INPUT RECORDS >>
※
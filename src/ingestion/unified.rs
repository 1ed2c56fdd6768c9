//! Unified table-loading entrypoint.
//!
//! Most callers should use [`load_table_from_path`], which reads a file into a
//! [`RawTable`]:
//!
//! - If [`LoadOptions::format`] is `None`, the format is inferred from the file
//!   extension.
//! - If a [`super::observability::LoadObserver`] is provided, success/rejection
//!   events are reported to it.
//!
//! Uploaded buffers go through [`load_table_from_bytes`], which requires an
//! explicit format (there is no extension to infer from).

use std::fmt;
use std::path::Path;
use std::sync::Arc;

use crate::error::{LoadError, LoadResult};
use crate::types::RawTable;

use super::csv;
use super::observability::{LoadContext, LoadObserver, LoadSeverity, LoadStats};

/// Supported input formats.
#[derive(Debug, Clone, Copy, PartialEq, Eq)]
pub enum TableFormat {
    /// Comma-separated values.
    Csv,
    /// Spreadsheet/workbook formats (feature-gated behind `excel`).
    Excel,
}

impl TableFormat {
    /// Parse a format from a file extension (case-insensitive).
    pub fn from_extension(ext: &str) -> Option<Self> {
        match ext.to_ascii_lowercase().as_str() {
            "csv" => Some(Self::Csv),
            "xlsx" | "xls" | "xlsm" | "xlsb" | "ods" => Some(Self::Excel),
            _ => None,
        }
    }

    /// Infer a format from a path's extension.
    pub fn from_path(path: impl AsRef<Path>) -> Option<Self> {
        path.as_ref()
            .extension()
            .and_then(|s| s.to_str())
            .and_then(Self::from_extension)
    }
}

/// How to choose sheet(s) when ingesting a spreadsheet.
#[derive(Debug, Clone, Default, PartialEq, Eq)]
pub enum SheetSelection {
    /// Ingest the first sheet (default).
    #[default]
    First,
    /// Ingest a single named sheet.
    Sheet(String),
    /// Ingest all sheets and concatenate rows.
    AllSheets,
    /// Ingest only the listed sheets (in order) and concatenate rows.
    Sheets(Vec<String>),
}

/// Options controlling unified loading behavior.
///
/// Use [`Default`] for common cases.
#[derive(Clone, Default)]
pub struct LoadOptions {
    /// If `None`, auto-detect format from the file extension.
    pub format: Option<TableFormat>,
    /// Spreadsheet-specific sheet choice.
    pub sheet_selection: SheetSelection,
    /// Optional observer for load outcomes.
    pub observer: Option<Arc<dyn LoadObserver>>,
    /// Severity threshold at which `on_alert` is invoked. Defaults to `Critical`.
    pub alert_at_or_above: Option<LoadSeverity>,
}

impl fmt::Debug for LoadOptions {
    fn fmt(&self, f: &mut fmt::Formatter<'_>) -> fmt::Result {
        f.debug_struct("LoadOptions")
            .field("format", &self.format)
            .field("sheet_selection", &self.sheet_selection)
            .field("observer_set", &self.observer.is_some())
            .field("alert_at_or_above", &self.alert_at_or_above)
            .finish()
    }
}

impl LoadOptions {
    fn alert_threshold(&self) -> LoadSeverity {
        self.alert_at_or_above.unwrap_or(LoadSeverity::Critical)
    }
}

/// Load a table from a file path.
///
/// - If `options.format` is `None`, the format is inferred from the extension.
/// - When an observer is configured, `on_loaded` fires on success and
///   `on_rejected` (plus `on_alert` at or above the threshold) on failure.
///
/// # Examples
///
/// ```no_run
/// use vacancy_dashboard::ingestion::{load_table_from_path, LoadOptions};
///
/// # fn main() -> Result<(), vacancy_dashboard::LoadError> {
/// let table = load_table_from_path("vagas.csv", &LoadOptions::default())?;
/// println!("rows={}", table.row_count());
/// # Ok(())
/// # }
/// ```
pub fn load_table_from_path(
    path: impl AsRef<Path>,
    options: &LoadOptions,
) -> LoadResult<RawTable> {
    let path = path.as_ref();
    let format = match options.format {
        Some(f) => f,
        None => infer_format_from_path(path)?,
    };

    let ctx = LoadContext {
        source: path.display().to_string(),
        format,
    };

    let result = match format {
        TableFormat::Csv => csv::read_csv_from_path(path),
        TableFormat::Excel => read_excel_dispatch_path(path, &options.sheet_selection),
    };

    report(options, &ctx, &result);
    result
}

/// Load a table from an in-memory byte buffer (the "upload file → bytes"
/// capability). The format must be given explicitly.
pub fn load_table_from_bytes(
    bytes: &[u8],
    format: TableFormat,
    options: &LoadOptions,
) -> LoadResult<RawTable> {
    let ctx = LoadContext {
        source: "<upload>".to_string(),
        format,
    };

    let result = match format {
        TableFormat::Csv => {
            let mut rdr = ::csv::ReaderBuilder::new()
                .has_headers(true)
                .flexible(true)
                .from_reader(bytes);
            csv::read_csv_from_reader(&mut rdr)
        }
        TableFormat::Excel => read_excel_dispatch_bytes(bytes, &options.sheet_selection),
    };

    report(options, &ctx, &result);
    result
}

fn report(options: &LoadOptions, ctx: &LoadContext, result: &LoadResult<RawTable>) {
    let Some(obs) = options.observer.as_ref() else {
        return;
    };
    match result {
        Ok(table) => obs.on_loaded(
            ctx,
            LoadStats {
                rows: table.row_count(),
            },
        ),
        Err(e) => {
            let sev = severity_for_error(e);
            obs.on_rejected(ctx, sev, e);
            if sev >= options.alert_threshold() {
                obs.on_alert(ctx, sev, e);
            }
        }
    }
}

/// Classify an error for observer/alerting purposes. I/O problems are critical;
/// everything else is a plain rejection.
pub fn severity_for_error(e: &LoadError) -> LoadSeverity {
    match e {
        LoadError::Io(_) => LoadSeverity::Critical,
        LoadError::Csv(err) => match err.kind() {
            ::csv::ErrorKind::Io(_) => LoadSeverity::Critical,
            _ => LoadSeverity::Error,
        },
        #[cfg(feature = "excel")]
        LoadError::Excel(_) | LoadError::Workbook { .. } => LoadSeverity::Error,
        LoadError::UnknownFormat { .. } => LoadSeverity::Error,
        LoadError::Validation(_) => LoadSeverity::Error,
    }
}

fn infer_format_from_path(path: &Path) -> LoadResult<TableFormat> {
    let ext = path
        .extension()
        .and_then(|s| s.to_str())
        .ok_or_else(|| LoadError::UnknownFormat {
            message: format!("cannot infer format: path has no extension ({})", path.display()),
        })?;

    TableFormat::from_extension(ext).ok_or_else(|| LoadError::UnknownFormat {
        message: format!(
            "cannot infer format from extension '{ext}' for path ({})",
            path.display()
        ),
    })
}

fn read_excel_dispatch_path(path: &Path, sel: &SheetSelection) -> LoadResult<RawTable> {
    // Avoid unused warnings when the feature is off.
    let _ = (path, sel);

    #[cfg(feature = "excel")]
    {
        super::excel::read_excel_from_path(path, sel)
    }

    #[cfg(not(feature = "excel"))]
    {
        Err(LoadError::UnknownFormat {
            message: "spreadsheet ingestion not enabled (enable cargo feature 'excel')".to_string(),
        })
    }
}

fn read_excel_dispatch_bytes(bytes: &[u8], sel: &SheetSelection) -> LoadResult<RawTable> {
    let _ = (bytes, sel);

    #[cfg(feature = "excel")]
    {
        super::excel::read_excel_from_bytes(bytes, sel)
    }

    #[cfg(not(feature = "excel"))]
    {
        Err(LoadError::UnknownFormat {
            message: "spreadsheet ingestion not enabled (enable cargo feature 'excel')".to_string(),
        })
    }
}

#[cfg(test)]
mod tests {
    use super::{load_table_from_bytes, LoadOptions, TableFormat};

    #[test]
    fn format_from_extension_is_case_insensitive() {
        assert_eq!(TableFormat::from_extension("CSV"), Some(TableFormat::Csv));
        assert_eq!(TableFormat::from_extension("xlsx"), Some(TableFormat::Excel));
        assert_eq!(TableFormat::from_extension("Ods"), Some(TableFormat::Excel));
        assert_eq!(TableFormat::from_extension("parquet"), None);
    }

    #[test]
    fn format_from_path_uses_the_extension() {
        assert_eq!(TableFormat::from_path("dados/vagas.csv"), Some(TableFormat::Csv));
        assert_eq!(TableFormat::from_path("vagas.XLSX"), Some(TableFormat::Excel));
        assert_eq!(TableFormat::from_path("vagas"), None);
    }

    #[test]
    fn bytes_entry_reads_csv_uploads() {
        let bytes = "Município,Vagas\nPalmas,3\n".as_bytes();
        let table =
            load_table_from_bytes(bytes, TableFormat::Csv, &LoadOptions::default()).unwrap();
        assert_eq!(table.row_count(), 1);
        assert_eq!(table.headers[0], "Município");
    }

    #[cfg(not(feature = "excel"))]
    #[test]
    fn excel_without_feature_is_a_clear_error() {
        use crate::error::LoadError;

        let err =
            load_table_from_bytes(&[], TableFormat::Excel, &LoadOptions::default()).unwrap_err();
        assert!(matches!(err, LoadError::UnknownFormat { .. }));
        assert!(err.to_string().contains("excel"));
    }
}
※
THE PROBLEM >> Whenever the word "Município" appears in a line of the listing, copy out that line.

FINISHED TASK >>
        let bytes = "Município,Vagas\nPalmas,3\n".as_bytes();
        assert_eq!(table.headers[0], "Município");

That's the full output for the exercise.